Happy african american businesswoman talking to client on the phone

The alarm rings. Another early morning start to a Monday work day. Instant thought: “Why am I doing this?” And—”Is my job truly worth the effort?”

Are you in the wrong role, or just working for the wrong company? We all have an idea of why it makes sense to work for a top rated employer, but what difference will you notice when you to get the opportunity to work for a firm in the top 100 of the BEST COMPANIES TO WORK FOR? 

Certified great places to work 

The best companies to work for achieve a commercial advantage from being good at looking after their people. According to Great Place to Work®, the best firms have employees who are six times more likely to recommend their employer to others, exhibit half the turnover of their peers, and, when asked, 1 in 5 will tell you they look forward to going to work. Take a look at their list of the Top 100 best companies to work for.

The top brands of the world compete annually to be recognized for their qualities as employers, their ultimate ambition being to attract talent, and keep it. That all sounds great, but what difference would you experience if you were employed by one of these firms? In this article, we take a deep dive into what you should expect.

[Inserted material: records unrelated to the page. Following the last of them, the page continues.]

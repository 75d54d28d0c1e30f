use std::fmt;

use chrono::{DateTime, Local, NaiveDate, NaiveDateTime, SecondsFormat, Utc};
use serde::{Deserialize, Serialize};

use super::Cents;

pub type TransactionId = String;

/// A single recorded income or expense event.
/// Transactions are immutable - corrections are made by deleting and re-adding.
#[derive(Debug, Clone, PartialEq, Eq, Serialize, Deserialize)]
#[serde(rename_all = "camelCase")]
pub struct Transaction {
    pub id: TransactionId,
    /// Amount in cents (always positive for transactions created through the ledger)
    #[serde(with = "super::money::units")]
    pub amount: Cents,
    pub category: String,
    /// Credit when true, debit when false
    pub is_income: bool,
    /// When the transaction was recorded
    #[serde(with = "iso_timestamp")]
    pub date: DateTime<Utc>,
}

impl Transaction {
    /// Signed contribution of this transaction to the balance.
    pub fn signed_amount(&self) -> Cents {
        if self.is_income {
            self.amount
        } else {
            -self.amount
        }
    }
}

/// Issues transaction ids derived from the creation timestamp.
///
/// Ids are the creation time in milliseconds since the Unix epoch. When two
/// transactions are created within the same millisecond (or the clock goes
/// backwards) the next free integer is used, so ids stay unique and increasing.
#[derive(Debug, Clone, Default)]
pub struct IdGenerator {
    last: i64,
}

impl IdGenerator {
    pub fn new() -> Self {
        Self::default()
    }

    /// Make sure ids already present in the ledger are never issued again.
    pub fn observe(&mut self, id: &str) {
        if let Ok(value) = id.parse::<i64>() {
            self.last = self.last.max(value);
        }
    }

    pub fn next_id(&mut self, now: DateTime<Utc>) -> TransactionId {
        let millis = now.timestamp_millis();
        self.last = if millis > self.last {
            millis
        } else {
            self.last.saturating_add(1)
        };
        self.last.to_string()
    }
}

/// Format a timestamp the way it is persisted: `2024-01-15T10:30:00.000Z`.
pub fn format_timestamp(date: &DateTime<Utc>) -> String {
    date.to_rfc3339_opts(SecondsFormat::Millis, true)
}

/// Parse a stored timestamp.
///
/// Accepts RFC 3339 with any offset, a date-time without offset (local time)
/// and a bare `YYYY-MM-DD` date (midnight UTC).
pub fn parse_timestamp(input: &str) -> Result<DateTime<Utc>, DateParseError> {
    let trimmed = input.trim();

    if let Ok(dt) = DateTime::parse_from_rfc3339(trimmed) {
        return Ok(dt.with_timezone(&Utc));
    }

    for format in ["%Y-%m-%dT%H:%M:%S%.f", "%Y-%m-%d %H:%M:%S%.f"] {
        if let Ok(naive) = NaiveDateTime::parse_from_str(trimmed, format) {
            if let Some(local) = naive.and_local_timezone(Local).earliest() {
                return Ok(local.with_timezone(&Utc));
            }
        }
    }

    if let Ok(date) = NaiveDate::parse_from_str(trimmed, "%Y-%m-%d") {
        if let Some(midnight) = date.and_hms_opt(0, 0, 0) {
            return Ok(midnight.and_utc());
        }
    }

    Err(DateParseError {
        input: input.to_string(),
    })
}

/// A stored date that could not be understood.
#[derive(Debug, Clone, PartialEq, Eq)]
pub struct DateParseError {
    pub input: String,
}

impl fmt::Display for DateParseError {
    fn fmt(&self, f: &mut fmt::Formatter<'_>) -> fmt::Result {
        write!(f, "invalid date '{}'", self.input)
    }
}

impl std::error::Error for DateParseError {}

mod iso_timestamp {
    use chrono::{DateTime, Utc};
    use serde::{Deserialize, Deserializer, Serializer, de::Error};

    pub fn serialize<S: Serializer>(date: &DateTime<Utc>, serializer: S) -> Result<S::Ok, S::Error> {
        serializer.serialize_str(&super::format_timestamp(date))
    }

    pub fn deserialize<'de, D: Deserializer<'de>>(deserializer: D) -> Result<DateTime<Utc>, D::Error> {
        let raw = String::deserialize(deserializer)?;
        super::parse_timestamp(&raw).map_err(D::Error::custom)
    }
}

Everyone wants to work for a good employer 

We all have a notion of what it feels like to work for a good employer — good salary and benefits, flexible work arrangements, a nurturing and supportive work environment, fulfilling work that makes a difference, the opportunity to make friends and business contacts, and to grow personal business brand credentials to guarantee job security. It all sounds wonderful.

That is until you check out Glassdoor, or look into the industry data and realize that the ideal employer relationship is rarely attained.

A recently conducted study by Great Place to Work® and Johns Hopkins researched worker attitudes to employment and found that:

  • Almost half reported not finding meaning in their work
  • 39% said their work doesn’t make a difference
  • 35% felt no sense of belonging
  • 25% felt lonely at work
  • Employees from marginalized communities were 9% are more likely to feel lonely at work
satisfied businessman looking outside the window drinking coffee

What you get from a good employer compared to a bad one

It comes down to the effort and attention that good employers place on supporting and nurturing their workforce. The greater effort and investment good employers put into their people, the greater their sense of purpose. It makes people feel valued, and motivates them to do more—productivity that boosts employer outcomes. According to the same research:

  • 9 out of 10 feel cared for
  • 4 out of 5 look forward to coming to work
  • 4 out of 5 feel psychologically and emotionally healthy
  • 4 out of 5 find meaning in their jobs

Five things good employers do that makes all the difference

We’ve examined the top 10 list of good employers according to Great Places to Work. These are some of the areas that illustrate what you can expect from a good employer in 2022.

1. Wellbeing support 

The pandemic led to greater personal isolation for knowledge workers. It’s  created somewhat of a mental health crisis within young workers. According to the mental health charity Mind, 9 in 10 young people (88%) have said that loneliness has made their mental health worse during the pandemic.

Salesforce introduced monthly employee well-being surveys during the pandemic, to learn how employees were feeling and help address top stressors.

To assist its workforce, NVIDIA has a page that outlines employee benefits regarding their well-being. It’s a one-stop shop for resources for mental, physical, family, and financial health. It’s supported by a webinar program as organized on topics such as mindfulness, work-life balance, and positive parenting.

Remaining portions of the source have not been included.